Although the strength of the effect of exercise varied between experiments, the team found that the women who did step exercise after learning remembered the material better than those who did no exercise.
However, the study’s first author Dr. Steven Most was surprised to find that the exercise only affected the learning of the female participants.
“Mysteriously, this effect did not emerge among men in any of the experiments,” commented Dr. Most, “It’s unclear whether this is a true sex difference or whether there was something about the experiment conditions that allowed the effect to emerge among women and not men.” Dr Most added that results might have been different if more of the faces shown to the participants were women’s.
The findings suggest that schools, and potentially even nursing homes for seniors, could use exercise to boost memory and recalling information, with Dr Most commenting that, “The effect came into play only after participants had studied the material, meaning that it retroactively boosted learning of the material.”
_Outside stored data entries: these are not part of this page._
//! Result summarizing and comment rendering.
//!
//! Pure functions over the result payloads: the caller decides what to do
//! with a summary (exit code, terminal output, VCS comment), nothing here
//! performs I/O.

use serde::Serialize;

use crate::types::{ProjectRunResult, RunStatus, SuiteRunResult, TestCaseStatus};

/// Aggregate outcome of a run, in either mode.
#[derive(Debug, Clone, Serialize)]
pub struct RunSummary {
    /// Run-level status. Suite results carry no run-level status; the
    /// per-test counts are the whole story there.
    #[serde(skip_serializing_if = "Option::is_none")]
    pub run_status: Option<RunStatus>,
    pub total: usize,
    pub passed: usize,
    pub failed: usize,
    pub succeeded: bool,
}

/// Summarize a suite run: success means zero FAILED tests. FLAKY counts as
/// a pass; ERROR tests count as neither.
pub fn summarize_suite(result: &SuiteRunResult) -> RunSummary {
    let failed = count_suite_status(result, &TestCaseStatus::Failed);
    let passed = count_suite_status(result, &TestCaseStatus::Passed)
        + count_suite_status(result, &TestCaseStatus::Flaky);

    RunSummary {
        run_status: None,
        total: result.results.len(),
        passed,
        failed,
        succeeded: failed == 0,
    }
}

/// Summarize a project run: success means zero FAILED cases AND the run
/// itself ended PASSED. A run can fail with no failed cases (for example
/// TIMEDOUT before any case ran), so both checks are required.
pub fn summarize_project(result: &ProjectRunResult) -> RunSummary {
    let cases = result
        .results
        .as_ref()
        .map(|r| r.test_cases.as_slice())
        .unwrap_or_default();
    let failed = cases
        .iter()
        .filter(|c| c.status == TestCaseStatus::Failed)
        .count();
    let passed = cases
        .iter()
        .filter(|c| c.status == TestCaseStatus::Passed)
        .count();

    RunSummary {
        run_status: Some(result.status.clone()),
        total: cases.len(),
        passed,
        failed,
        succeeded: failed == 0 && result.status == RunStatus::Passed,
    }
}

fn count_suite_status(result: &SuiteRunResult, status: &TestCaseStatus) -> usize {
    result
        .results
        .iter()
        .filter(|t| t.status.as_ref() == Some(status))
        .count()
}

// --- Dashboard links ---

pub fn suite_run_dashboard_url(base: &str, project_id: &str, suite_run_id: &str) -> String {
    format!(
        "{}/projects/{}/suite-runs/{}",
        base.trim_end_matches('/'),
        project_id,
        suite_run_id
    )
}

pub fn project_run_dashboard_url(base: &str, project_id: &str, run_id: &str) -> String {
    format!(
        "{}/projects/{}/runs/{}",
        base.trim_end_matches('/'),
        project_id,
        run_id
    )
}

// --- VCS comment rendering ---

/// Hidden marker identifying the comment for upsert. One comment per
/// suite/project id, updated in place across runs.
pub fn comment_marker(id: &str) -> String {
    format!("<!-- verdict_{id} -->")
}

/// Render the comment body for a suite run.
pub fn suite_comment_body(
    suite_id: &str,
    result: &SuiteRunResult,
    dashboard_base: &str,
) -> String {
    let summary = summarize_suite(result);
    let dashboard = suite_run_dashboard_url(dashboard_base, &result.project_id, &result.test_suite_run_id);

    let headline = if summary.succeeded {
        format!(
            "🟢 Success ({}/{} tests passed) [[dashboard]]({})",
            summary.passed, summary.total, dashboard
        )
    } else {
        format!(
            "🔴 Failure ({}/{} tests failed) [[dashboard]]({})",
            summary.failed, summary.total, dashboard
        )
    };

    let mut body = format!(
        "{marker}\n# Verdict — Test Suite '{name}'\n\nRun result: {headline}\n",
        marker = comment_marker(suite_id),
        name = result.test_suite_name,
    );

    let failed: Vec<_> = result
        .results
        .iter()
        .filter(|t| t.status == Some(TestCaseStatus::Failed))
        .collect();
    if !failed.is_empty() {
        body.push_str("\nFailed tests:\n");
        for test in failed {
            body.push_str(&format!("- {}\n", test.test_name));
        }
    }

    let errored: Vec<_> = result
        .results
        .iter()
        .filter(|t| t.status == Some(TestCaseStatus::Error))
        .collect();
    if !errored.is_empty() {
        body.push_str("\nUnable to run:\n");
        for test in errored {
            body.push_str(&format!("- {}\n", test.test_name));
        }
    }

    body.push_str("\n---\n_Posted by verdictctl_\n");
    body
}

/// Render the comment body for a project run.
pub fn project_comment_body(
    project_id: &str,
    run_id: &str,
    result: &ProjectRunResult,
    dashboard_base: &str,
) -> String {
    let summary = summarize_project(result);
    let dashboard = project_run_dashboard_url(dashboard_base, project_id, run_id);

    let headline = if summary.succeeded {
        format!(
            "🟢 Success ({}/{} tests passed) [[dashboard]]({})",
            summary.passed, summary.total, dashboard
        )
    } else {
        format!(
            "🔴 Failure ({}/{} tests failed, status: {}) [[dashboard]]({})",
            summary.failed,
            summary.total,
            result.status,
            dashboard
        )
    };

    // Keyed on the project id so later runs of the same project update the
    // one comment instead of stacking new ones.
    let mut body = format!(
        "{marker}\n# Verdict — Project Run\n\nRun result: {headline}\n",
        marker = comment_marker(project_id),
    );

    if let Some(cases) = &result.results {
        let failed: Vec<_> = cases
            .test_cases
            .iter()
            .filter(|c| c.status == TestCaseStatus::Failed)
            .collect();
        if !failed.is_empty() {
            body.push_str("\nFailed tests:\n");
            for case in failed {
                match case.duration_ms {
                    Some(ms) => body.push_str(&format!("- {} ({}ms)\n", case.title, ms)),
                    None => body.push_str(&format!("- {}\n", case.title)),
                }
            }
        }
    }

    body.push_str("\n---\n_Posted by verdictctl_\n");
    body
}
“Some schools are under pressure to cut back on recess in order to increase time in the classroom, but it may be that encouraging physical activity breaks at several points during the day can actually help with the retention of classroom learning.”
However as the mean age of the participants was 20 years, Dr Most says at the moment the results cannot be generalised to other populations such as school students or the elderly, adding that, “More research needs to be conducted to conclude that with certainty.
There is also scope for further study to understand how much exercise is optimal, how long before or after learning is most effective, and who benefits most.” The findings can be found published online in the journal Cognitive Research: Principles and Implications.